Last night I had more nightmares than during any single night all year. Most were about MacDowell and how everyone there was hostile to me. I guess I’m working out my fears in my dreams; it’s going to be an adjustment to be back at an artists’ colony.

I told Justin about it while praising his superb Golden Girls script, and he said that more than anyone he knows, I am able to lead “a free-wheeling life” and take things as they come.

I only wish that were true. My doubts about myself are legion.

In 1980, did I have these feelings before I went to MacDowell? I can’t remember, and I don’t have my 1980 diary handy.

I think I was so grateful for the solace of MacDowell after all the problems I had that year that I didn’t give it much forethought.

I remember at Wood Studio, there was a woman who, instead of writing “Painter” or “Writer” alongside her name in the traditional wooden roster of studio residents, wrote “Fraud.”

I feel like that, too – though I suppose it’s the now well-documented “impostor phenomenon.”

I spent an hour on the phone with Harold, who’s teaching a summer night class in the pre-freshman program at John Jay.

Although it bothers him how adjuncts are exploited, he plans to continue for the foreseeable future because he likes teaching and having a schedule that gives him time to write.

I asked Harold if he’s considered going into a Ph.D. program, and he said that he attended some lectures at NYU but considered them so incomprehensible that he knew he couldn’t tolerate all that nonsensical jargon.

Nor could I. The “scholarship” involved in getting a doctorate in English is enough to make anyone hate literature and despair of crisp, clear writing.

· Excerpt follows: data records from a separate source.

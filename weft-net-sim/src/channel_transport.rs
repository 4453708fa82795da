//! ChannelTransport — in-memory Transport implementation
//!
//! Uses `tokio::io::DuplexStream` for bidirectional byte streams
//! and a shared `ChannelNetwork` broker for peer discovery.

use std::collections::HashMap;
use std::sync::Arc;
use tokio::io::{DuplexStream, ReadHalf, WriteHalf};
use tokio::sync::{mpsc, Mutex};
use weft_model::PubKey;
use weft_net_types::transport::{BiStream, Connection, Transport, TransportError};

/// Shared network broker — routes connections between ChannelTransport instances.
#[derive(Clone, Debug, Default)]
pub struct ChannelNetwork {
    peers: Arc<Mutex<HashMap<PubKey, mpsc::Sender<ChannelConnection>>>>,
}

impl ChannelNetwork {
    pub fn new() -> Self {
        Self::default()
    }

    async fn register(&self, pubkey: PubKey, accept_tx: mpsc::Sender<ChannelConnection>) {
        self.peers.lock().await.insert(pubkey, accept_tx);
    }
}

/// In-memory Transport implementation.
#[derive(Clone, Debug)]
pub struct ChannelTransport {
    pubkey: PubKey,
    network: ChannelNetwork,
    accept_rx: Arc<Mutex<mpsc::Receiver<ChannelConnection>>>,
}

impl ChannelTransport {
    pub async fn new(pubkey: PubKey, network: &ChannelNetwork) -> Self {
        let (accept_tx, accept_rx) = mpsc::channel(64);
        network.register(pubkey, accept_tx).await;
        Self {
            pubkey,
            network: network.clone(),
            accept_rx: Arc::new(Mutex::new(accept_rx)),
        }
    }
}

const DUPLEX_BUF_SIZE: usize = 64 * 1024;

impl Transport for ChannelTransport {
    type Connection = ChannelConnection;

    fn public_key(&self) -> PubKey {
        self.pubkey
    }

    fn connect(
        &self,
        peer: &PubKey,
    ) -> impl std::future::Future<Output = Result<Self::Connection, TransportError>> + Send {
        let network = self.network.clone();
        let my_pubkey = self.pubkey;
        let peer_pubkey = *peer;

        async move {
            let peers = network.peers.lock().await;
            let accept_tx = peers
                .get(&peer_pubkey)
                .ok_or_else(|| {
                    TransportError::Connect(format!("Peer {} not found in network", peer_pubkey))
                })?
                .clone();
            drop(peers);

            // One channel: initiator sends DuplexStream ends to peer.
            let (stream_tx, stream_rx) = mpsc::channel::<DuplexStream>(8);

            // Send the responder connection to the peer's accept queue.
            let peer_conn = ChannelConnection {
                remote_pubkey: my_pubkey,
                role: ConnectionRole::Responder(Arc::new(Mutex::new(stream_rx))),
            };

            accept_tx.send(peer_conn).await.map_err(|_| {
                TransportError::Connect(format!("Peer {} accept channel closed", peer_pubkey))
            })?;

            // Return the initiator connection.
            Ok(ChannelConnection {
                remote_pubkey: peer_pubkey,
                role: ConnectionRole::Initiator(Arc::new(Mutex::new(stream_tx))),
            })
        }
    }

    fn accept(&self) -> impl std::future::Future<Output = Option<Self::Connection>> + Send {
        let accept_rx = self.accept_rx.clone();
        async move { accept_rx.lock().await.recv().await }
    }
}

/// Role determines how open_bi() works.
enum ConnectionRole {
    /// Creates DuplexStream pairs and sends one end to the peer.
    Initiator(Arc<Mutex<mpsc::Sender<DuplexStream>>>),
    /// Receives DuplexStream ends from the initiator.
    Responder(Arc<Mutex<mpsc::Receiver<DuplexStream>>>),
}

/// In-memory connection between two ChannelTransport instances.
pub struct ChannelConnection {
    remote_pubkey: PubKey,
    role: ConnectionRole,
}

impl std::fmt::Debug for ChannelConnection {
    fn fmt(&self, f: &mut std::fmt::Formatter<'_>) -> std::fmt::Result {
        f.debug_struct("ChannelConnection")
            .field("remote", &self.remote_pubkey)
            .finish()
    }
}

impl Connection for ChannelConnection {
    type Stream = ChannelBiStream;

    fn open_bi(
        &self,
    ) -> impl std::future::Future<Output = Result<Self::Stream, TransportError>> + Send {
        let role = match &self.role {
            ConnectionRole::Initiator(tx) => ConnectionRole::Initiator(tx.clone()),
            ConnectionRole::Responder(rx) => ConnectionRole::Responder(rx.clone()),
        };

        async move {
            match role {
                ConnectionRole::Initiator(tx) => {
                    let (mine, theirs) = tokio::io::duplex(DUPLEX_BUF_SIZE);
                    let tx = tx.lock().await;
                    tx.send(theirs)
                        .await
                        .map_err(|_| TransportError::Stream("Connection closed".into()))?;
                    Ok(ChannelBiStream(mine))
                }
                ConnectionRole::Responder(rx) => {
                    let mut rx = rx.lock().await;
                    let stream = rx
                        .recv()
                        .await
                        .ok_or_else(|| TransportError::Stream("Connection closed".into()))?;
                    Ok(ChannelBiStream(stream))
                }
            }
        }
    }

    fn remote_public_key(&self) -> PubKey {
        self.remote_pubkey
    }
}

/// In-memory bidirectional stream backed by a single `DuplexStream`.
///
/// Each side gets one end of the duplex pair:
/// writes on one end are reads on the other.
pub struct ChannelBiStream(DuplexStream);

impl BiStream for ChannelBiStream {
    type SendStream = WriteHalf<DuplexStream>;
    type RecvStream = ReadHalf<DuplexStream>;

    fn into_split(self) -> (Self::SendStream, Self::RecvStream) {
        let (read, write) = tokio::io::split(self.0);
        (write, read)
    }
}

Speaking (or, more actually, writing) of writing, it’s coming up on 18 years that I began this journal.

Eighteen years ago, it was 1969 and I was taking my first course (Poli Sci 1) at Brooklyn College, meeting Brad from his East Village Other personals ad, discovering Manhattan – and especially the Village – on my own as I began coming out of my agoraphobic shell.

That was half my lifetime ago.

This evening I’m going back downtown, to the Village, to meet Alice for dinner at her favorite neighborhood Chinese restaurant.